→ **WHAT IS NEEDED**: Repeat the entries shown below with every word and mark intact.

[DATA IN THIS EXERCISE]

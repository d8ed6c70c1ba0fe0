use std::{
    fmt,
    path::PathBuf,
    str::FromStr,
};

use crate::{
    error::ValueError,
    util::percent_decode,
};
use super::{
    AssetKind,
    AssetRef,
};

impl AssetKind {
    pub fn prefix(&self) -> &'static str {
        match self {
            AssetKind::Asset => "assets",
            AssetKind::Resource => "resources",
        }
    }
}

impl AssetRef {
    /// Decode one layer of percent-encoding then validate.
    pub fn decode(encoded: &str) -> Result<Self, ValueError> {
        let decoded = percent_decode(encoded)
            .map_err(|_| ValueError::InvalidReference {
                value: encoded.to_string(),
                reason: "does not decode to valid UTF-8",
            })?;
        decoded.parse()
    }

    pub fn kind(&self) -> AssetKind {
        self.kind
    }

    /// The path below the kind prefix.
    pub fn path(&self) -> &str {
        &self.path
    }

    /// Path relative to the root of the working tree.
    pub fn relative_path(&self) -> PathBuf {
        let mut result = PathBuf::from(self.kind.prefix());
        result.extend(self.path.split('/'));
        result
    }
}

impl FromStr for AssetRef {
    type Err = ValueError;

    fn from_str(s: &str) -> Result<Self, Self::Err> {
        let invalid = |reason| ValueError::InvalidReference {
            value: s.to_string(),
            reason,
        };
        let value = s.strip_prefix('/').unwrap_or(s);
        let (prefix, path) = value.split_once('/')
            .ok_or_else(|| invalid("expected `assets/<path>` or `resources/<path>`"))?;
        let kind = match prefix {
            "assets" => AssetKind::Asset,
            "resources" => AssetKind::Resource,
            _ => return Err(invalid("expected `assets/<path>` or `resources/<path>`")),
        };
        if path.is_empty() {
            return Err(invalid("missing path"));
        }
        if path.contains('\\') || path.chars().any(char::is_control) {
            return Err(invalid("path contains forbidden characters"));
        }
        if path.split('/').any(|segment| matches!(segment, "" | "." | "..")) {
            return Err(invalid("path contains empty or relative segments"));
        }
        Ok(Self { kind, path: path.to_string() })
    }
}

impl TryFrom<String> for AssetRef {
    type Error = ValueError;

    fn try_from(value: String) -> Result<Self, Self::Error> {
        value.parse()
    }
}

impl From<AssetRef> for String {
    fn from(value: AssetRef) -> Self {
        value.to_string()
    }
}

impl fmt::Display for AssetRef {
    fn fmt(&self, f: &mut fmt::Formatter<'_>) -> fmt::Result {
        write!(f, "{}/{}", self.kind.prefix(), self.path)
    }
}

[/DATA IN THIS EXERCISE]

→ **ANSWER BOX**:
repository d8ed6c70c1ba0fe0
use std::{
    fmt,
    path::PathBuf,
    str::FromStr,
};

use crate::{
    error::ValueError,
    util::percent_decode,
};
use super::{
    AssetKind,
    AssetRef,
};

impl AssetKind {
    pub fn prefix(&self) -> &'static str {
        match self {
            AssetKind::Asset => "assets",
            AssetKind::Resource => "resources",
        }
    }
}

impl AssetRef {
    /// Decode one layer of percent-encoding then validate.
    pub fn decode(encoded: &str) -> Result<Self, ValueError> {
        let decoded = percent_decode(encoded)
            .map_err(|_| ValueError::InvalidReference {
                value: encoded.to_string(),
                reason: "does not decode to valid UTF-8",
            })?;
        decoded.parse()
    }

    pub fn kind(&self) -> AssetKind {
        self.kind
    }

    /// The path below the kind prefix.
    pub fn path(&self) -> &str {
        &self.path
    }

    /// Path relative to the root of the working tree.
    pub fn relative_path(&self) -> PathBuf {
        let mut result = PathBuf::from(self.kind.prefix());
        result.extend(self.path.split('/'));
        result
    }
}

impl FromStr for AssetRef {
    type Err = ValueError;

    fn from_str(s: &str) -> Result<Self, Self::Err> {
        let invalid = |reason| ValueError::InvalidReference {
            value: s.to_string(),
            reason,
        };
        let value = s.strip_prefix('/').unwrap_or(s);
        let (prefix, path) = value.split_once('/')
            .ok_or_else(|| invalid("expected `assets/<path>` or `resources/<path>`"))?;
        let kind = match prefix {
            "assets" => AssetKind::Asset,
            "resources" => AssetKind::Resource,
            _ => return Err(invalid("expected `assets/<path>` or `resources/<path>`")),
        };
        if path.is_empty() {
            return Err(invalid("missing path"));
        }
        if path.contains('\\') || path.chars().any(char::is_control) {
            return Err(invalid("path contains forbidden characters"));
        }
        if path.split('/').any(|segment| matches!(segment, "" | "." | "..")) {
            return Err(invalid("path contains empty or relative segments"));
        }
        Ok(Self { kind, path: path.to_string() })
    }
}

impl TryFrom<String> for AssetRef {
    type Error = ValueError;

    fn try_from(value: String) -> Result<Self, Self::Error> {
        value.parse()
    }
}

impl From<AssetRef> for String {
    fn from(value: AssetRef) -> Self {
        value.to_string()
    }
}

impl fmt::Display for AssetRef {
    fn fmt(&self, f: &mut fmt::Formatter<'_>) -> fmt::Result {
        write!(f, "{}/{}", self.kind.prefix(), self.path)
    }
}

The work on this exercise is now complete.